▶ Input
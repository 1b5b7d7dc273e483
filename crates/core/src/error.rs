use thiserror::Error;

#[derive(Debug, Error)]
pub enum IngestError {
    #[error("io error: {0}")]
    Io(#[from] std::io::Error),

    #[error("pdf parse error: {0}")]
    PdfParse(String),

    #[error("regex error: {0}")]
    RegexError(#[from] regex::Error),

    #[error("Only PDF files are supported: {0}")]
    UnsupportedFile(String),

    #[error("PDF appears to be empty or contains insufficient text ({length} characters, need {minimum})")]
    InsufficientContent { length: usize, minimum: usize },

    #[error("Failed to create chunks from PDF: empty chunking result for {0}")]
    EmptyChunking(String),

    #[error("invalid chunking config: {0}")]
    InvalidChunkConfig(String),

    #[error("Ingestion failed: {0}")]
    Store(#[from] StoreError),
}

#[derive(Debug, Error)]
pub enum StoreError {
    #[error("invalid response from {backend}: {details}")]
    BackendResponse { backend: String, details: String },

    #[error("http error: {0}")]
    Http(#[from] reqwest::Error),

    #[error("store request failed: {0}")]
    Request(String),
}

#[derive(Debug, Error)]
pub enum ModelError {
    #[error("rate limit reached: {0}")]
    RateLimited(String),

    #[error("language model returned {status}: {details}")]
    BackendResponse { status: u16, details: String },

    #[error("language model returned an empty completion")]
    EmptyResponse,

    #[error("http error: {0}")]
    Http(#[from] reqwest::Error),

    #[error("model request failed: {0}")]
    Request(String),
}

impl ModelError {
    /// True for the explicit rate-limit variant and for any error whose text
    /// carries a `rate_limit` marker or an HTTP 429.
    pub fn is_rate_limit(&self) -> bool {
        if matches!(self, ModelError::RateLimited(_)) {
            return true;
        }
        let message = self.to_string();
        message.to_lowercase().contains("rate_limit") || message.contains("429")
    }
}

#[derive(Debug, Error)]
pub enum QueryError {
    #[error("invalid argument: {0}")]
    InvalidArgument(String),

    #[error("query failed: {0}")]
    Failed(String),
}

impl From<StoreError> for QueryError {
    fn from(value: StoreError) -> Self {
        QueryError::Failed(value.to_string())
    }
}

impl From<ModelError> for QueryError {
    fn from(value: ModelError) -> Self {
        QueryError::Failed(value.to_string())
    }
}

#[derive(Debug, Error)]
pub enum GraphError {
    #[error("io error: {0}")]
    Io(#[from] std::io::Error),

    #[error("graph snapshot is not valid json: {0}")]
    Serialization(#[from] serde_json::Error),
}

#[derive(Debug, Error)]
pub enum TestsetError {
    #[error("Knowledge graph not created. Build a knowledge graph before generating a testset.")]
    MissingGraph,

    #[error("No documents found in the vector store")]
    NoDocuments,

    #[error("No documents found for file '{0}'. Make sure the PDF is ingested first.")]
    NoDocumentsForFile(String),

    #[error("Rate limit exceeded after {attempts} attempts. Please try again later or reduce testset_size.")]
    RateLimitExceeded { attempts: usize },

    #[error("invalid query distribution: {0}")]
    InvalidDistribution(String),

    #[error("testset size must be at least 1")]
    EmptyRequest,

    #[error("Testset generation failed: {0}")]
    Model(#[from] ModelError),

    #[error("Testset generation failed: {0}")]
    Store(#[from] StoreError),

    #[error("Testset generation failed: {0}")]
    Graph(#[from] GraphError),

    #[error("io error: {0}")]
    Io(#[from] std::io::Error),

    #[error("csv error: {0}")]
    Csv(#[from] csv::Error),

    #[error("serialize error: {0}")]
    Serialization(#[from] serde_json::Error),
}

#[derive(Debug, Error)]
pub enum ConfigError {
    #[error("invalid url for {field}: {source}")]
    Url {
        field: &'static str,
        #[source]
        source: url::ParseError,
    },

    #[error("invalid value for {field}: {details}")]
    Invalid { field: &'static str, details: String },
}

#[derive(Debug, Error)]
pub enum InitError {
    #[error("configuration error: {0}")]
    Config(#[from] ConfigError),

    #[error("missing credentials: {0}")]
    MissingCredentials(String),

    #[error("vector store unreachable: {0}")]
    Store(#[from] StoreError),

    #[error("language model client could not be built: {0}")]
    Model(#[from] ModelError),
}

/// Failure of any request routed through the application context.
#[derive(Debug, Error)]
pub enum ServiceError {
    #[error("System not initialized: {0}")]
    NotInitialized(String),

    #[error(transparent)]
    Ingest(#[from] IngestError),

    #[error(transparent)]
    Query(#[from] QueryError),

    #[error(transparent)]
    Store(#[from] StoreError),

    #[error(transparent)]
    Testset(#[from] TestsetError),

    #[error(transparent)]
    Graph(#[from] GraphError),
}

▶ Work request
Collect the lines of the data that carry the word "contains".

▶ Finished task
    #[error("PDF appears to be empty or contains insufficient text ({length} characters, need {minimum})")]
        message.to_lowercase().contains("rate_limit") || message.contains("429")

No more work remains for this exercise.